How many lines of the data include the string "syntax"? State that number alone.

[Stored data entries]
== Segment start ==

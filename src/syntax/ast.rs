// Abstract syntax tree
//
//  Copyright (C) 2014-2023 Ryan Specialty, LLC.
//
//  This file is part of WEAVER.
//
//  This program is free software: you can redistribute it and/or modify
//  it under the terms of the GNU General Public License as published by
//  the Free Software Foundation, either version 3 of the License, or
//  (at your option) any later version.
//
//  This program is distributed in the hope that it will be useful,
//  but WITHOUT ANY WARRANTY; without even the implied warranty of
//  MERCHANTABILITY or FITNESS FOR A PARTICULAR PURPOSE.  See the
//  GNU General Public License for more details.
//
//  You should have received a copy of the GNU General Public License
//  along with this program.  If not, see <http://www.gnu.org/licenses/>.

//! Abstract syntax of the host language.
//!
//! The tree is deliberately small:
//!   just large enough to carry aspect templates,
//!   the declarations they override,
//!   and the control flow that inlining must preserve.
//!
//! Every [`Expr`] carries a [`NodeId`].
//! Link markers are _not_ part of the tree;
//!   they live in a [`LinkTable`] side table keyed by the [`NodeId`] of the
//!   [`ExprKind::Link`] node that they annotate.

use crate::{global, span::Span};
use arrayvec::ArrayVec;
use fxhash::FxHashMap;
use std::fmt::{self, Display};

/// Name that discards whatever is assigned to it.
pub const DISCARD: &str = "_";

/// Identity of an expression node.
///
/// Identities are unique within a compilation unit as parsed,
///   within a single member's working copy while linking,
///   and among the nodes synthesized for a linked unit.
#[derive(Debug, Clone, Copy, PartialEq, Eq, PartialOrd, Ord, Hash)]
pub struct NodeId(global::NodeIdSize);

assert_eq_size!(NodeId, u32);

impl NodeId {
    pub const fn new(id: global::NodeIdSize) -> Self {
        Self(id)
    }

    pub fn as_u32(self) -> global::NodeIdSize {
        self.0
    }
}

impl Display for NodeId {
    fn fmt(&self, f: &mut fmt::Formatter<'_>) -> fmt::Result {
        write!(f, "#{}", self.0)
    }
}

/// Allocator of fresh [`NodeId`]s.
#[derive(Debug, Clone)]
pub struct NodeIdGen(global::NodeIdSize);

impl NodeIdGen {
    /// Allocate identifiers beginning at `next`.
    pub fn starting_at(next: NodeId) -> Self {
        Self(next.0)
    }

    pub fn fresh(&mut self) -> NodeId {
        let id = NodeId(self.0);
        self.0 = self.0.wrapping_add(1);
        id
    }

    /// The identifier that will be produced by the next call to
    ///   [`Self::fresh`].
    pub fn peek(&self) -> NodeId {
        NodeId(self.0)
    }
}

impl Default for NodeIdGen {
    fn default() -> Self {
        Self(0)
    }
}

== Segment end ==
== Segment start ==

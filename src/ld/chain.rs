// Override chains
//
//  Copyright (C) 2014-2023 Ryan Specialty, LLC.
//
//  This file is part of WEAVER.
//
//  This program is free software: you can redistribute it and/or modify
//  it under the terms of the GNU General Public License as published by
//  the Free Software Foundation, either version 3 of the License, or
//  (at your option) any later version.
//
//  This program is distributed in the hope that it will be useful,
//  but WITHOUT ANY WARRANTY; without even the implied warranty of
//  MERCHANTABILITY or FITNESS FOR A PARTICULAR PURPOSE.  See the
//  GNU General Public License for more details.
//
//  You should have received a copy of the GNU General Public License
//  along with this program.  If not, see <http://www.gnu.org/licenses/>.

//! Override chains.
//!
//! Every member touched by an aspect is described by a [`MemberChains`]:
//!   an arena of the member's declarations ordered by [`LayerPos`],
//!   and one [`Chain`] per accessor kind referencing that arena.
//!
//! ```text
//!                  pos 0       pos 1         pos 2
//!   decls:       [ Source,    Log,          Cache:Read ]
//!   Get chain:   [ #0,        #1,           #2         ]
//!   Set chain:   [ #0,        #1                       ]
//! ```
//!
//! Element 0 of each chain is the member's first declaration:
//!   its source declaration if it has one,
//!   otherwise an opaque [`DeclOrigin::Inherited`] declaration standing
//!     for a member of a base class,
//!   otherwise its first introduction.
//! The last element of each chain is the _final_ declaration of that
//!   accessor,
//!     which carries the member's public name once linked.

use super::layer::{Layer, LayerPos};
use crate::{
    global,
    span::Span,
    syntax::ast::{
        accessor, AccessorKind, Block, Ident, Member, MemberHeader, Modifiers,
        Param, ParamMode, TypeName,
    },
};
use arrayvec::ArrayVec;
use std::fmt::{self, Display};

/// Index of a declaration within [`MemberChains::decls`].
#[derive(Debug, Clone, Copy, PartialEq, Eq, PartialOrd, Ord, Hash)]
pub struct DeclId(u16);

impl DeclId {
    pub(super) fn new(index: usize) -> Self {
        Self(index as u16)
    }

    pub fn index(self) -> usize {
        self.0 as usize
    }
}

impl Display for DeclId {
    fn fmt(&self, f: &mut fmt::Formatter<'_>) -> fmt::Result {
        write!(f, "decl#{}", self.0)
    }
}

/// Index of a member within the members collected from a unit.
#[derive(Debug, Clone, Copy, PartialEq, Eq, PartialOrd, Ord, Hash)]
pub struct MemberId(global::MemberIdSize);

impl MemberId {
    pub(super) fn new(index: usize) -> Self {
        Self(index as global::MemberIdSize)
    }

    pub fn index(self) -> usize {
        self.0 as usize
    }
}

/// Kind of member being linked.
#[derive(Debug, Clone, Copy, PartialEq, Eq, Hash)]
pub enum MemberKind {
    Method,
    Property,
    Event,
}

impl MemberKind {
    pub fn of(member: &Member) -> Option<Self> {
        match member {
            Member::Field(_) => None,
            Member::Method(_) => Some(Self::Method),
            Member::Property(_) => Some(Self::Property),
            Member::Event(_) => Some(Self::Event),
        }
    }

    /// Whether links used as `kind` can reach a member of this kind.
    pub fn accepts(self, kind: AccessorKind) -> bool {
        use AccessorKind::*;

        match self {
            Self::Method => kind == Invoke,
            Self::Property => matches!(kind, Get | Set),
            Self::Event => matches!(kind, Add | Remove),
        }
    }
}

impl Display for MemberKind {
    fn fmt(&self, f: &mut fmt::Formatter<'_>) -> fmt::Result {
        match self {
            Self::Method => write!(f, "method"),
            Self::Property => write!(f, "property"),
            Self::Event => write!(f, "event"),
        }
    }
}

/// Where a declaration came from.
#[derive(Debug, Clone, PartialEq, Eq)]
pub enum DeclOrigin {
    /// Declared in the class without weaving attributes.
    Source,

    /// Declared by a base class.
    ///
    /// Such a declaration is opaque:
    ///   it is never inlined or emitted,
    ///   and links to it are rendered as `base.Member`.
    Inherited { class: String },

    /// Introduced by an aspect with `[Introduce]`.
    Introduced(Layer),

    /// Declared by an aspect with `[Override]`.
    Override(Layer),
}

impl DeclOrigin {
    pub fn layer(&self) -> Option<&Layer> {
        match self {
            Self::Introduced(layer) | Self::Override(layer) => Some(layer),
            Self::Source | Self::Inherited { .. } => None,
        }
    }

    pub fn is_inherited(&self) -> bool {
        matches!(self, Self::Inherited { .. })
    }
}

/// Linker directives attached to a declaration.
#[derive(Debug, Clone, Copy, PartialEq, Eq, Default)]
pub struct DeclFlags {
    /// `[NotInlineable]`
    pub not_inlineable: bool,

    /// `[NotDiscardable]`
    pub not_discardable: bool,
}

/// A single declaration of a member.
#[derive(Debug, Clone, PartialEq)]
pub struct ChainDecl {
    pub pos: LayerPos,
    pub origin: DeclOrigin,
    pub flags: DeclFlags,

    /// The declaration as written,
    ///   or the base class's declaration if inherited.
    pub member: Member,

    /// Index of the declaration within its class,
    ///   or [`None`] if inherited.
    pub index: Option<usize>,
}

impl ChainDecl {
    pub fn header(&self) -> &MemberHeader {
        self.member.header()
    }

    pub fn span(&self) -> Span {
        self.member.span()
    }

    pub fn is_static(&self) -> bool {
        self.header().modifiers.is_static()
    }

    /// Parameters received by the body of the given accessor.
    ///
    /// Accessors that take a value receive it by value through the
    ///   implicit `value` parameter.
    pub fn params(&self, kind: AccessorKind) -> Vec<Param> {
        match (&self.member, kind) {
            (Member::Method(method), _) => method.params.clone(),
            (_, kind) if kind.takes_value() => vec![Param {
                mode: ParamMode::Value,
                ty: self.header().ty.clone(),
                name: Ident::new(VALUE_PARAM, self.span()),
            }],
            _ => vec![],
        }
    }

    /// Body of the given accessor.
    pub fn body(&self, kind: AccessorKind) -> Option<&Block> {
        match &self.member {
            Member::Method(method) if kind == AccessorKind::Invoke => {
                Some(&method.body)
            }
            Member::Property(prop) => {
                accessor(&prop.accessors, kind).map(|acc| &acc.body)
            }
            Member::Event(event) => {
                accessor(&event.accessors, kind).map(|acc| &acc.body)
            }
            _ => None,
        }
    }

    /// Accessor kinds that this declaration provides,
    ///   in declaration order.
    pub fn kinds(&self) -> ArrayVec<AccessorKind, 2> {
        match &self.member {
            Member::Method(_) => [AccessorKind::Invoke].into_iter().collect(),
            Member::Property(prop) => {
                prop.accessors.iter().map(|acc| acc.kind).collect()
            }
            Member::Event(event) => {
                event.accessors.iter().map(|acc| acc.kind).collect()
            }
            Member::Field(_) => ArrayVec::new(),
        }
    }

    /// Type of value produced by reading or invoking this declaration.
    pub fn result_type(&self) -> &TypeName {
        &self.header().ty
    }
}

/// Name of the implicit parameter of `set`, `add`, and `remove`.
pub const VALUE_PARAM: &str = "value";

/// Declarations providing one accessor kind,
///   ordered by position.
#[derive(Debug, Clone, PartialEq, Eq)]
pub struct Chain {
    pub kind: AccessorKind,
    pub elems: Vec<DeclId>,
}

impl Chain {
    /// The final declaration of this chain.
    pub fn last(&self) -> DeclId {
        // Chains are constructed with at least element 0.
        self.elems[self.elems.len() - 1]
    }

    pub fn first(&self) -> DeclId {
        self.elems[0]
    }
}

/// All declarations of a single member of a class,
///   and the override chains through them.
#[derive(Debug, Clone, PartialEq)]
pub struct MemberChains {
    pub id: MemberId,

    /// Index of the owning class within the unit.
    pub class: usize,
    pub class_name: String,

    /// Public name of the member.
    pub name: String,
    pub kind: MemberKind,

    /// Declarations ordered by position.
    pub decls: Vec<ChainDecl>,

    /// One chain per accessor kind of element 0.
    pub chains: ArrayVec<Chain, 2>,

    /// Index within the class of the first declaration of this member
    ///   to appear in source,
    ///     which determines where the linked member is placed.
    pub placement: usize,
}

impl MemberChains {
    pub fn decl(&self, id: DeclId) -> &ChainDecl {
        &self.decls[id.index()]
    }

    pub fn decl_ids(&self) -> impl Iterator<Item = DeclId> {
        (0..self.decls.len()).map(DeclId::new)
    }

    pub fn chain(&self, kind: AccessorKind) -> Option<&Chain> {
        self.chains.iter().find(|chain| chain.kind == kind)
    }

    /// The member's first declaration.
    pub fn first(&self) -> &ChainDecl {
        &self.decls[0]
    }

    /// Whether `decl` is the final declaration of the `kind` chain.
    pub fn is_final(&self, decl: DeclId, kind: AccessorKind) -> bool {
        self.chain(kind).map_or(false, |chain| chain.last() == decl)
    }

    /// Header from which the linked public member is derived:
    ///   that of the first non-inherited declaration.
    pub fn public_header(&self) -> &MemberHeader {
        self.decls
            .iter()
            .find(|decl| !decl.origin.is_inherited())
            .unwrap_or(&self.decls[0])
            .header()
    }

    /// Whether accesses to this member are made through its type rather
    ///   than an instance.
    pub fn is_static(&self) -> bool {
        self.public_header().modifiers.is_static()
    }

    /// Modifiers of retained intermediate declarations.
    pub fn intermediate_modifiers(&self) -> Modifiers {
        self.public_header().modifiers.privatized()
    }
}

== Segment end ==

TASK RESULT = 4